Food deserts and swamps in Flanders – Belgium

Guest Article by Stefanie Vandevijvere, Senior Scientists Nutrition and Health, Sciensano, Belgium

Flanders has more and more neighbourhoods with an abundance of unhealthy food (food swamps). Elsewhere, adequate access to healthy food is the problem (food deserts). This makes it increasingly difficult to promote healthy eating habits in Flanders. 

What we eat is greatly influenced by the food supply in our environment, our so-called “food environment.” The food environment has changed significantly in recent decades. 
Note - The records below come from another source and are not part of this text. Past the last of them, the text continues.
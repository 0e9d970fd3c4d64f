pub mod amortization;
pub mod waterfall;

use chrono::NaiveDate;
use serde::{Deserialize, Serialize};

use crate::decimal::Money;
use crate::errors::{EngineError, Result};
use crate::types::{LoanId, PaymentMethod};

pub use amortization::{AmortizationCalculator, ScheduleGenerator};
pub use waterfall::{Allocation, PaymentAllocator};

/// incoming payment against a loan
#[derive(Debug, Clone, PartialEq, Serialize, Deserialize)]
pub struct PaymentRequest {
    pub loan_id: LoanId,
    pub amount: Money,
    pub payment_date: NaiveDate,
    #[serde(default)]
    pub method: PaymentMethod,
    /// caller-supplied receipt number; generated when absent
    pub receipt_number: Option<String>,
    /// external reference such as a bank or mobile-money transaction id
    pub reference: Option<String>,
    pub recorded_by: String,
}

impl PaymentRequest {
    pub fn new(
        loan_id: LoanId,
        amount: Money,
        payment_date: NaiveDate,
        recorded_by: impl Into<String>,
    ) -> Self {
        Self {
            loan_id,
            amount,
            payment_date,
            method: PaymentMethod::default(),
            receipt_number: None,
            reference: None,
            recorded_by: recorded_by.into(),
        }
    }

    pub fn with_method(mut self, method: PaymentMethod) -> Self {
        self.method = method;
        self
    }

    pub fn with_receipt(mut self, receipt_number: impl Into<String>) -> Self {
        self.receipt_number = Some(receipt_number.into());
        self
    }

    pub fn with_reference(mut self, reference: impl Into<String>) -> Self {
        self.reference = Some(reference.into());
        self
    }

    pub fn validate(&self) -> Result<()> {
        if !self.amount.is_positive() {
            return Err(EngineError::validation(format!(
                "payment amount must be positive, got {}",
                self.amount
            )));
        }

        if let Some(receipt) = &self.receipt_number {
            if receipt.trim().is_empty() {
                return Err(EngineError::validation("receipt number must not be blank"));
            }
        }

        if self.recorded_by.trim().is_empty() {
            return Err(EngineError::validation("recorded_by must not be blank"));
        }

        Ok(())
    }
}

/// per-call overrides of the engine configuration
#[derive(Debug, Clone, Copy, Default, PartialEq, Eq, Serialize, Deserialize)]
pub struct AllocationOptions {
    /// Some(true) rejects payments above the outstanding total regardless of
    /// the engine default, Some(false) forces excess reporting
    pub reject_overpayment: Option<bool>,
}

impl AllocationOptions {
    pub fn strict() -> Self {
        Self {
            reject_overpayment: Some(true),
        }
    }
}

#[cfg(test)]
mod tests {
    use super::*;
    use uuid::Uuid;

    fn request(amount: Money) -> PaymentRequest {
        PaymentRequest::new(
            Uuid::new_v4(),
            amount,
            NaiveDate::from_ymd_opt(2024, 1, 1).unwrap(),
            "cashier-1",
        )
    }

    #[test]
    fn test_payment_request_validation() {
        assert!(request(Money::ZERO).validate().is_err());
        assert!(request(Money::from_major(-5)).validate().is_err());
        assert!(request(Money::from_major(5)).validate().is_ok());
        assert!(request(Money::from_major(5)).with_receipt("  ").validate().is_err());

        let mut anonymous = request(Money::from_major(5));
        anonymous.recorded_by = String::new();
        assert!(anonymous.validate().is_err());
    }

    #[test]
    fn test_request_from_json_defaults_method() {
        let loan_id = Uuid::new_v4();
        let json = format!(
            r#"{{ "loan_id": "{loan_id}", "amount": "150.50", "payment_date": "2024-03-01",
                 "receipt_number": null, "reference": "MM-77", "recorded_by": "teller" }}"#
        );
        let parsed: PaymentRequest = serde_json::from_str(&json).unwrap();
        assert_eq!(parsed.method, PaymentMethod::Cash);
        assert_eq!(parsed.amount, Money::from_str_exact("150.50").unwrap());
        assert_eq!(parsed.reference.as_deref(), Some("MM-77"));
    }
}
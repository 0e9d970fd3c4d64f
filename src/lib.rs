pub mod config;
pub mod decimal;
pub mod engine;
pub mod errors;
pub mod events;
pub mod payments;
pub mod penalty;
pub mod performance;
pub mod reconcile;
pub mod state;
pub mod store;
pub mod types;

// re-export key types
pub use config::{BalanceCheck, EngineConfig, PenaltySource, StageThresholds};
pub use decimal::{Money, Rate};
pub use engine::{Outcome, PaymentReceipt, PenaltyAccrual, RepaymentEngine, Reversal};
pub use errors::{EngineError, Result};
pub use events::{AuditAction, AuditEntry, Event, EventStore};
pub use payments::{
    Allocation, AllocationOptions, AmortizationCalculator, PaymentAllocator, PaymentRequest,
    ScheduleGenerator,
};
pub use penalty::{PenaltyCalculation, PenaltyCalculator, PenaltyPolicy};
pub use performance::{Classification, PerformanceClassifier};
pub use reconcile::{BalanceReconciler, ReconciliationReport, StatusTransition};
pub use state::{Installment, Loan, LoanSummary, LoanTerms, Repayment};
pub use store::{InMemoryStore, LoanStore, LoanTransaction};
pub use types::{
    AllocationLine, CalculationMethod, InstallmentStatus, LoanId, LoanStatus, PaymentApplication,
    PaymentMethod, PenaltyType, PerformanceStage, ProductId, RepaymentFrequency, RepaymentStatus,
};

// re-export external dependencies that users will need
pub use chrono;
pub use hourglass_rs::{SafeTimeProvider, TimeSource};
pub use rust_decimal::Decimal;
pub use uuid::Uuid;
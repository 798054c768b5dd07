// MIT License - Copyright (c) 2026 Peter Wright
// Accessory identity derivation

use std::fmt;
use std::str::FromStr;

use serde::{Deserialize, Serialize};
use uuid::Uuid;

/// Stable matching key of an accessory.
///
/// A name-based (v5, SHA-1) UUID over the remote identifier: the same
/// identifier always yields the same identity, across runs and hosts.
#[derive(Debug, Clone, Copy, PartialEq, Eq, Hash, PartialOrd, Ord, Serialize, Deserialize)]
#[serde(transparent)]
pub struct AccessoryIdentity(Uuid);

impl AccessoryIdentity {
    pub fn from_uuid(uuid: Uuid) -> Self {
        Self(uuid)
    }

    pub fn as_uuid(&self) -> &Uuid {
        &self.0
    }
}

impl fmt::Display for AccessoryIdentity {
    fn fmt(&self, f: &mut fmt::Formatter<'_>) -> fmt::Result {
        write!(f, "{}", self.0.hyphenated())
    }
}

impl FromStr for AccessoryIdentity {
    type Err = uuid::Error;

    fn from_str(s: &str) -> Result<Self, Self::Err> {
        Uuid::parse_str(s).map(Self)
    }
}

/// Derive the identity of the accessory representing remote device `identifier`.
pub fn derive_identity(identifier: &str) -> AccessoryIdentity {
    AccessoryIdentity(Uuid::new_v5(&Uuid::NAMESPACE_OID, identifier.as_bytes()))
}
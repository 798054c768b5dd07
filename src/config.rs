// MIT License - Copyright (c) 2026 Peter Wright
// Bridge configuration

use crate::constants::DEFAULT_API_URL;

/// How the remote `Home` arm state is presented to the host.
///
/// The remote panel has a single partial-arm mode; the host distinguishes
/// "stay" from "night". One canonical mapping is picked here and used for
/// every translation towards the host.
#[derive(Debug, Clone, Copy, PartialEq, Eq, Default)]
pub enum HomeModePolicy {
    /// `Home` is shown as STAY_ARM
    #[default]
    StayArm,
    /// `Home` is shown as NIGHT_ARM
    NightArm,
}

impl HomeModePolicy {
    /// Parse a policy name from configuration ("stay" or "night").
    pub fn from_name(s: &str) -> Option<Self> {
        match s.to_lowercase().as_str() {
            "stay" | "stay_arm" => Some(Self::StayArm),
            "night" | "night_arm" => Some(Self::NightArm),
            _ => None,
        }
    }
}

/// Configuration for the Yale Sync platform.
#[derive(Debug, Clone)]
pub struct BridgeConfig {
    /// Display name of the platform instance
    pub name: String,
    /// Yale account user name
    pub username: String,
    /// Yale account password
    pub password: String,
    /// Base URL of the Yale Sync API
    pub api_url: String,
    /// Basic-auth token identifying the API client on token requests
    pub client_token: String,
    /// Panel area addressed by mode and device commands (default: 1)
    pub area: u8,
    /// PIN code sent with door lock commands, when the lock needs one
    pub door_lock_pincode: Option<String>,
    /// HTTP request timeout in seconds (default: 10)
    pub request_timeout_secs: u64,
    /// Host presentation of the remote `Home` mode
    pub home_mode: HomeModePolicy,
    /// Interval between pull refreshes of remote state, in seconds (default: 60)
    pub refresh_interval_secs: u64,
    /// Overwrite the cached device snapshot of restored accessories on discovery
    pub refresh_cached_context: bool,
    /// Unregister accessories whose device is no longer reported by the remote
    pub prune_missing: bool,
}

impl Default for BridgeConfig {
    fn default() -> Self {
        Self {
            name: "Yale Sync Alarm".to_string(),
            username: String::new(),
            password: String::new(),
            api_url: DEFAULT_API_URL.to_string(),
            client_token: String::new(),
            area: 1,
            door_lock_pincode: None,
            request_timeout_secs: 10,
            home_mode: HomeModePolicy::StayArm,
            refresh_interval_secs: 60,
            refresh_cached_context: false,
            prune_missing: false,
        }
    }
}

impl BridgeConfig {
    /// Create a new config builder starting from defaults.
    pub fn builder() -> BridgeConfigBuilder {
        BridgeConfigBuilder::default()
    }
}

/// Builder for BridgeConfig.
#[derive(Debug, Clone, Default)]
pub struct BridgeConfigBuilder {
    config: BridgeConfig,
}

impl BridgeConfigBuilder {
    pub fn name(mut self, name: impl Into<String>) -> Self {
        self.config.name = name.into();
        self
    }

    pub fn username(mut self, username: impl Into<String>) -> Self {
        self.config.username = username.into();
        self
    }

    pub fn password(mut self, password: impl Into<String>) -> Self {
        self.config.password = password.into();
        self
    }

    pub fn api_url(mut self, url: impl Into<String>) -> Self {
        self.config.api_url = url.into();
        self
    }

    pub fn client_token(mut self, token: impl Into<String>) -> Self {
        self.config.client_token = token.into();
        self
    }

    pub fn area(mut self, area: u8) -> Self {
        self.config.area = area;
        self
    }

    pub fn door_lock_pincode(mut self, pincode: Option<String>) -> Self {
        self.config.door_lock_pincode = pincode;
        self
    }

    pub fn request_timeout_secs(mut self, secs: u64) -> Self {
        self.config.request_timeout_secs = secs;
        self
    }

    pub fn home_mode(mut self, policy: HomeModePolicy) -> Self {
        self.config.home_mode = policy;
        self
    }

    pub fn refresh_interval_secs(mut self, secs: u64) -> Self {
        self.config.refresh_interval_secs = secs;
        self
    }

    pub fn refresh_cached_context(mut self, refresh: bool) -> Self {
        self.config.refresh_cached_context = refresh;
        self
    }

    pub fn prune_missing(mut self, prune: bool) -> Self {
        self.config.prune_missing = prune;
        self
    }

    pub fn build(self) -> BridgeConfig {
        self.config
    }
}
impl YaleSyncPlatform {
    pub fn new(
        config: BridgeConfig,
        service: Arc<dyn AlarmService>,
        host: Arc<dyn HostPlatform>,
    ) -> Self {
        let (event_tx, _) = event_channel(256);
        debug!("Finished initializing platform: {}", config.name);
        Self {
            config,
            service,
            host,
            known: RwLock::new(KnownAccessories::new()),
            handlers: RwLock::new(BTreeMap::new()),
            event_tx,
            launched: AtomicBool::new(false),
            discovered: AtomicBool::new(false),
            authenticated: AtomicBool::new(false),
            sync_lock: Mutex::new(()),
        }
    }

    pub fn config(&self) -> &BridgeConfig {
        &self.config
    }

    /// Subscribe to platform events.
    pub fn subscribe(&self) -> EventReceiver {
        self.event_tx.subscribe()
    }

    /// Restore hook: called by the host once per cached accessory, before
    /// launch completes.
    pub async fn configure_accessory(&self, handle: AccessoryHandle) {
        let name = handle.read().await.display_name().to_string();
        info!("Loading accessory from cache: {}", name);
        self.known.write().await.restore(handle);
    }

    /// Startup-complete signal. Runs discovery; a second signal is ignored.
    pub async fn did_finish_launching(&self) -> Result<DiscoveryReport> {
        if self.launched.swap(true, Ordering::SeqCst) {
            warn!("didFinishLaunching received twice, ignoring");
            return Ok(DiscoveryReport::default());
        }
        debug!("Executed didFinishLaunching callback");
        self.discover_devices().await
    }

    pub fn is_launched(&self) -> bool {
        self.launched.load(Ordering::SeqCst)
    }

    /// Fetch every device group and reconcile each device into an accessory.
    ///
    /// Refuses to run before launch, and runs once per launch; later passes go
    /// through [`refresh`](Self::refresh).
    pub async fn discover_devices(&self) -> Result<DiscoveryReport> {
        if !self.is_launched() {
            return Err(BridgeError::NotLaunched);
        }
        if self.discovered.swap(true, Ordering::SeqCst) {
            debug!("Discovery already ran for this launch");
            return Ok(DiscoveryReport::default());
        }
        self.sync().await
    }

    /// Re-read remote state, push changed values, and pick up devices that
    /// appeared since discovery.
    pub async fn refresh(&self) -> Result<DiscoveryReport> {
        if !self.is_launched() {
            return Err(BridgeError::NotLaunched);
        }
        self.sync().await
    }

    async fn sync(&self) -> Result<DiscoveryReport> {
        let _guard = self.sync_lock.lock().await;

        if !self.ensure_session().await {
            return Ok(DiscoveryReport::default());
        }

        let catalog = fetch_catalog(self.service.as_ref()).await;
        let mut report = DiscoveryReport {
            failed_groups: catalog.failed_groups.clone(),
            ..Default::default()
        };
        let mut attached = Vec::new();

        for device in catalog.devices() {
            let outcome = {
                let mut known = self.known.write().await;
                reconcile(
                    device,
                    &mut known,
                    self.host.as_ref(),
                    self.config.refresh_cached_context,
                )
                .await
            };
            match outcome {
                Ok(outcome) => {
                    if self.attach(&outcome, device).await {
                        attached.push(outcome.handle().clone());
                        if outcome.is_new() {
                            report.registered += 1;
                        } else {
                            report.restored += 1;
                        }
                    }
                }
                Err(e) => error!("Failed to register accessory {}: {}", device.name, e),
            }
        }

        // Services and seeded values exist only once bound
        if !attached.is_empty()
            && let Err(e) = self.host.update_platform_accessories(&attached).await
        {
            warn!("Failed to update bound accessories: {}", e);
        }

        if self.config.prune_missing {
            report.removed = self.prune(&catalog).await;
        }

        info!(
            "Discovery complete: {} new, {} restored, {} removed",
            report.registered, report.restored, report.removed
        );
        let _ = self.event_tx.send(BridgeEvent::DiscoveryComplete {
            registered: report.registered,
            restored: report.restored,
            removed: report.removed,
        });
        Ok(report)
    }

    /// Authenticate if needed and refresh the session state. Returns false
    /// when there is no usable session this cycle.
    async fn ensure_session(&self) -> bool {
        if !self.authenticated.load(Ordering::SeqCst) {
            match self
                .service
                .authenticate(&self.config.username, &self.config.password)
                .await
            {
                Ok(()) => {
                    info!("Authenticated with Yale Sync as {}", self.config.username);
                    self.authenticated.store(true, Ordering::SeqCst);
                }
                Err(e) => {
                    error!("Yale Sync authentication failed: {}", e);
                    return false;
                }
            }
        }

        if let Err(e) = self.service.refresh_session_state().await {
            warn!("Failed to refresh Yale Sync state: {}", e);
            if e.is_session_expired() {
                self.authenticated.store(false, Ordering::SeqCst);
                return false;
            }
        }
        true
    }

    /// Bind a reconciled accessory the first time it is seen this run, then
    /// apply the device's fresh state. Returns true on first attach.
    async fn attach(&self, outcome: &Reconciled, device: &DeviceRecord) -> bool {
        let handle = outcome.handle();
        let identity = handle.identity();

        let existing = self.handlers.read().await.get(&identity).cloned();
        if let Some(handler) = existing {
            handler.apply_remote_state(device.state).await;
            return false;
        }

        bind(handle, device.kind).await;
        let handler = AccessoryHandler::new(
            self.service.clone(),
            handle.clone(),
            device.kind,
            device.identifier.clone(),
            self.config.home_mode,
            self.event_tx.clone(),
        );
        handler.seed_from_snapshot().await;
        handler.apply_remote_state(device.state).await;
        self.handlers.write().await.insert(identity, handler);

        let event = if outcome.is_new() {
            BridgeEvent::AccessoryRegistered {
                identity,
                name: device.name.clone(),
                kind: device.kind,
            }
        } else {
            BridgeEvent::AccessoryRestored {
                identity,
                name: device.name.clone(),
                kind: device.kind,
            }
        };
        let _ = self.event_tx.send(event);
        true
    }

    async fn prune(&self, catalog: &DeviceCatalog) -> usize {
        let stale = {
            let known = self.known.read().await;
            stale_accessories(&known, catalog, self.host.as_ref()).await
        };
        if stale.is_empty() {
            return 0;
        }

        for handle in &stale {
            let name = handle.read().await.display_name().to_string();
            info!("Removing existing accessory from cache: {}", name);
        }
        if let Err(e) = self
            .host
            .unregister_platform_accessories(PLUGIN_NAME, PLATFORM_NAME, &stale)
            .await
        {
            error!("Failed to unregister stale accessories: {}", e);
            return 0;
        }

        let mut known = self.known.write().await;
        let mut handlers = self.handlers.write().await;
        for handle in &stale {
            let identity = handle.identity();
            known.remove(&identity);
            handlers.remove(&identity);
            let _ = self.event_tx.send(BridgeEvent::AccessoryRemoved { identity });
        }
        stale.len()
    }

    /// Host read of a characteristic.
    ///
    /// Characteristics without a getter (accessory information, or accessories
    /// whose device was not reported this run) answer from the cache.
    pub async fn handle_get(
        &self,
        identity: &AccessoryIdentity,
        characteristic: CharacteristicKind,
    ) -> Result<CharacteristicValue> {
        if let Some(handler) = self.handler(identity).await {
            let bound = handler
                .handle()
                .read()
                .await
                .has_handler(characteristic, Direction::Get);
            if bound {
                return handler.handle_get(characteristic).await;
            }
        }

        let handle = self
            .accessory(identity)
            .await
            .ok_or(BridgeError::UnknownAccessory { identity: *identity })?;
        let accessory = handle.read().await;
        accessory
            .characteristic_value(characteristic)
            .cloned()
            .ok_or(BridgeError::HandlerNotBound {
                characteristic,
                direction: Direction::Get.as_str(),
            })
    }

    /// Host write of a characteristic.
    pub async fn handle_set(
        &self,
        identity: &AccessoryIdentity,
        characteristic: CharacteristicKind,
        value: CharacteristicValue,
    ) -> Result<()> {
        let handler = self
            .handler(identity)
            .await
            .ok_or(BridgeError::UnknownAccessory { identity: *identity })?;
        handler.handle_set(characteristic, value).await
    }

    pub async fn handler(&self, identity: &AccessoryIdentity) -> Option<AccessoryHandler> {
        self.handlers.read().await.get(identity).cloned()
    }

    pub async fn accessory(&self, identity: &AccessoryIdentity) -> Option<AccessoryHandle> {
        self.known.read().await.find(identity).cloned()
    }

    /// Every known accessory, restored or created, ordered by identity.
    pub async fn accessories(&self) -> Vec<AccessoryHandle> {
        self.known.read().await.iter().cloned().collect()
    }
}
Flanders has a high density of supermarkets. As a result, the number of food deserts -neighbourhoods where it is difficult to find all the foods needed for a healthy diet- is relatively limited in Flanders. Nevertheless, the number of food deserts in residential neighbourhoods with a relatively large number of elderly people increased between 2008 and 2020. In 2020, 2.8% of the population lived in these areas. The elderly are more likely to face mobility limitations, making it more difficult for them to access healthy foods. With an increasing ageing population, this trend may continue in the coming years. 

More and more neighbourhoods have become food swamps; neighbourhoods with an abundance of unhealthy food compared to healthy food. Food swamps are now ubiquitous in Flanders. In 2020, 88.2% of the population lived in a neighbourhood where “unhealthy” outlets dominated. This corresponds to 74% of the residential area in Flanders. The temptation is therefore strong to choose the unhealthy over the healthy food options.  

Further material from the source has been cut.